Постепенно разговор становится все более оживленным, голоса все более теплыми, глаза — блестящими. Тикси больше не обдумывает, что ей сказать, не подбирает слов, — она щебечет обо всем, что только придет в голову. И — смеется. И Мерихейн не может не смеяться вместе с нею. Он уже давно-давно не хохотал так много, не молол столько всякого вздору.

— Что вы пишете теперь? — осмелилась наконец спросить Тикси.

— Это вас интересует?

— Мне бы хотелось посидеть рядом с вами, когда вы пишете.

— Зачем?

— Чтобы посмотреть, какое у вас в это время лицо, такое ли озабоченное, как иной раз бывает.

— Еще озабоченнее.

— А что, все такие, когда пишут?

Мерихейн усмехнулся.

— Творцы всегда грустны, родящие всегда испытывают боль, — сказал он.

— А я бы не стала писать, если бы это причиняло мне боль.

— В том-то и дело, что не писать еще тяжелее: рифмы повисают в воздухе, думы не дают покоя и ночью, сидят у изголовья постели, устраиваются в ногах, выглядывают из-под кровати и даже выползают из щелей в стене. А стоит поместить их на бумагу, и — они сразу становятся смирными, словно овечки, сонливыми, словно змеи. Всякое сочинение стихов — тот же разбой, это убийство своей мечты. Если у меня возникает какой-нибудь прекрасный, значительный замысел, я как можно дольше вынашиваю его в голове, в душе и не спешу облечь в слова. Лишь вдоволь налюбовавшись им, натешившись преклонением перед ним, даже обожествлением его, я вздергиваю свой замысел на виселицу слов. Болтайся там, как посмешище для всего честного люда, развлекай беззаботные умы, потешай щеголей, щекочи своей девственностью нервы пресыщенных, — для этого ты еще достаточно хороша, ты, слеза моей души! Но иной раз меня охватывает предчувствие, что если не сегодня, то завтра ко мне придет мой самый значительный замысел, замысел замыслов, и о нем я не расскажу никому, его я не оскверню словами, — разве только в том случае, если на земле найдется человек, кто будет так же значителен для меня, так же дорог мне, как этот мой замысел замыслов. Такому человеку я, может быть, и рассказал бы, и поведал бы о своей идее. Однажды, уже много лет тому назад, я почти стоял на пороге свершения мечты своей жизни. Я вынашивал великое и прекрасное, долго и тяжело вынашивал. Я устал, извелся, не спал по целым неделям, осунулся, силы мои были на исходе. Друзья смеялись надо мной, всячески вышучивали, дескать — все это от несчастной любви. Но я был счастливее, чем когда-либо прежде, чем когда-либо позже. И вдруг произошло нечто ужасное…

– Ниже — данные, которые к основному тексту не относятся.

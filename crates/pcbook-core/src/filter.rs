// crates/pcbook-core/src/filter.rs
//
// Search predicate over laptops: an upper bound on price and lower bounds
// on CPU cores, CPU clock, and RAM.

use serde::{Deserialize, Serialize};

use crate::laptop::{Laptop, Memory};

/// Search filter. Every bound applies; a laptop matches only if it
/// satisfies all of them. An absent `min_ram` places no bound on memory.
#[derive(Clone, PartialEq, prost::Message, Serialize, Deserialize)]
pub struct Filter {
    #[prost(double, tag = "1")]
    pub max_price_usd: f64,
    #[prost(uint32, tag = "2")]
    pub min_cpu_cores: u32,
    #[prost(double, tag = "3")]
    pub min_cpu_ghz: f64,
    #[prost(message, optional, tag = "4")]
    pub min_ram: Option<Memory>,
}

impl Filter {
    /// Check whether a laptop satisfies every bound of this filter.
    ///
    /// RAM is compared in bits so a filter expressed in GB matches a laptop
    /// described in MB.
    pub fn matches(&self, laptop: &Laptop) -> bool {
        if laptop.price_usd > self.max_price_usd {
            return false;
        }
        if laptop.cpu_cores() < self.min_cpu_cores {
            return false;
        }
        if laptop.cpu_min_ghz() < self.min_cpu_ghz {
            return false;
        }
        let min_ram_bits = self.min_ram.as_ref().map(Memory::to_bits).unwrap_or(0);
        laptop.ram_bits() >= min_ram_bits
    }
}
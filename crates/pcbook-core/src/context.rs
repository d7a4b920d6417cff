// crates/pcbook-core/src/context.rs
//
// Per-call context for cooperative cancellation.
//
// A CallContext carries an optional deadline and a shared cancellation
// flag. Long-running operations (store scans, streaming loops) call
// `check()` between steps and stop as soon as it reports an error.

use std::sync::atomic::{AtomicBool, Ordering};
use std::sync::Arc;
use std::time::{Duration, Instant};

use thiserror::Error;

/// Why a call stopped early.
#[derive(Debug, Clone, Copy, PartialEq, Eq, Error)]
pub enum ContextError {
    #[error("request is canceled")]
    Canceled,
    #[error("deadline is exceeded")]
    DeadlineExceeded,
}

/// Cancellation and deadline state shared by everything working on one call.
///
/// Clones share the same cancellation flag.
#[derive(Debug, Clone, Default)]
pub struct CallContext {
    cancelled: Arc<AtomicBool>,
    deadline: Option<Instant>,
}

impl CallContext {
    /// A context with no deadline that is never cancelled unless asked.
    pub fn new() -> Self {
        Self::default()
    }

    /// A context that expires `timeout` from now.
    pub fn with_timeout(timeout: Duration) -> Self {
        Self {
            cancelled: Arc::new(AtomicBool::new(false)),
            deadline: Some(Instant::now() + timeout),
        }
    }

    /// Build a context from a `grpc-timeout` header value, if present and
    /// well formed. Malformed values are ignored.
    pub fn from_grpc_timeout(header: Option<&str>) -> Self {
        match header.and_then(parse_grpc_timeout) {
            Some(timeout) => Self::with_timeout(timeout),
            None => Self::new(),
        }
    }

    /// Mark the call as cancelled. Every clone observes it.
    pub fn cancel(&self) {
        self.cancelled.store(true, Ordering::SeqCst);
    }

    pub fn deadline(&self) -> Option<Instant> {
        self.deadline
    }

    /// Report whether the call should stop. Cancellation wins over an
    /// expired deadline.
    pub fn check(&self) -> Result<(), ContextError> {
        if self.cancelled.load(Ordering::SeqCst) {
            return Err(ContextError::Canceled);
        }
        match self.deadline {
            Some(deadline) if Instant::now() >= deadline => Err(ContextError::DeadlineExceeded),
            _ => Ok(()),
        }
    }
}

/// Parse a `grpc-timeout` value: up to 8 ASCII digits followed by a unit
/// (`H`, `M`, `S`, `m`, `u`, `n`).
pub fn parse_grpc_timeout(value: &str) -> Option<Duration> {
    if !value.is_ascii() || value.len() < 2 || value.len() > 9 {
        return None;
    }
    let (digits, unit) = value.split_at(value.len() - 1);
    if !digits.bytes().all(|b| b.is_ascii_digit()) {
        return None;
    }
    let amount: u64 = digits.parse().ok()?;
    let timeout = match unit {
        "H" => Duration::from_secs(amount * 60 * 60),
        "M" => Duration::from_secs(amount * 60),
        "S" => Duration::from_secs(amount),
        "m" => Duration::from_millis(amount),
        "u" => Duration::from_micros(amount),
        "n" => Duration::from_nanos(amount),
        _ => return None,
    };
    Some(timeout)
}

Мерихейн сделал паузу, точно собираясь с силами.

— Что же? Говорите, прошу вас!

— Я прочел одного итальянского писателя и нашел у него свою прекрасную идею, ту самую, которую не хотел осквернять словами, — продолжал Мерихейн уже несколько спокойнее. — Я чересчур любил свою мечту, потому-то она от меня и сбежала. Мечту нельзя любить слишком сильно, а ровно столько, чтобы быть в состоянии отнестись к ней жестоко, бессердечно, холодно, безжалостно. Да, но в то время я этого еще не знал, я был глуп, я не догадывался даже и о том, что мечты можно воровать. А я носил их в себе и прятал от посторонних взглядов, закутав плащом грусти. Знаете, барышня, точно так поступают девицы, когда бог благословит их: они кутаются в большую шаль. Но глаза старух не обманешь, старухи узнают о тайне по поступи, по походке, когда спешишь за водой к колодцу, по тому, как стоишь под тополями возле церкви, догадываются обо всем по цвету лица, по голосу, по взглядам. Я был гораздо несчастнее тех закутанных в шаль девиц, которых благословил бог: я думал, что вынашиваю великую вещь, а оказалось, что произвести на свет мне нечего: кто-то другой опередил меня, — может быть, даже раньше, чем эта идея зародилась в моей душе.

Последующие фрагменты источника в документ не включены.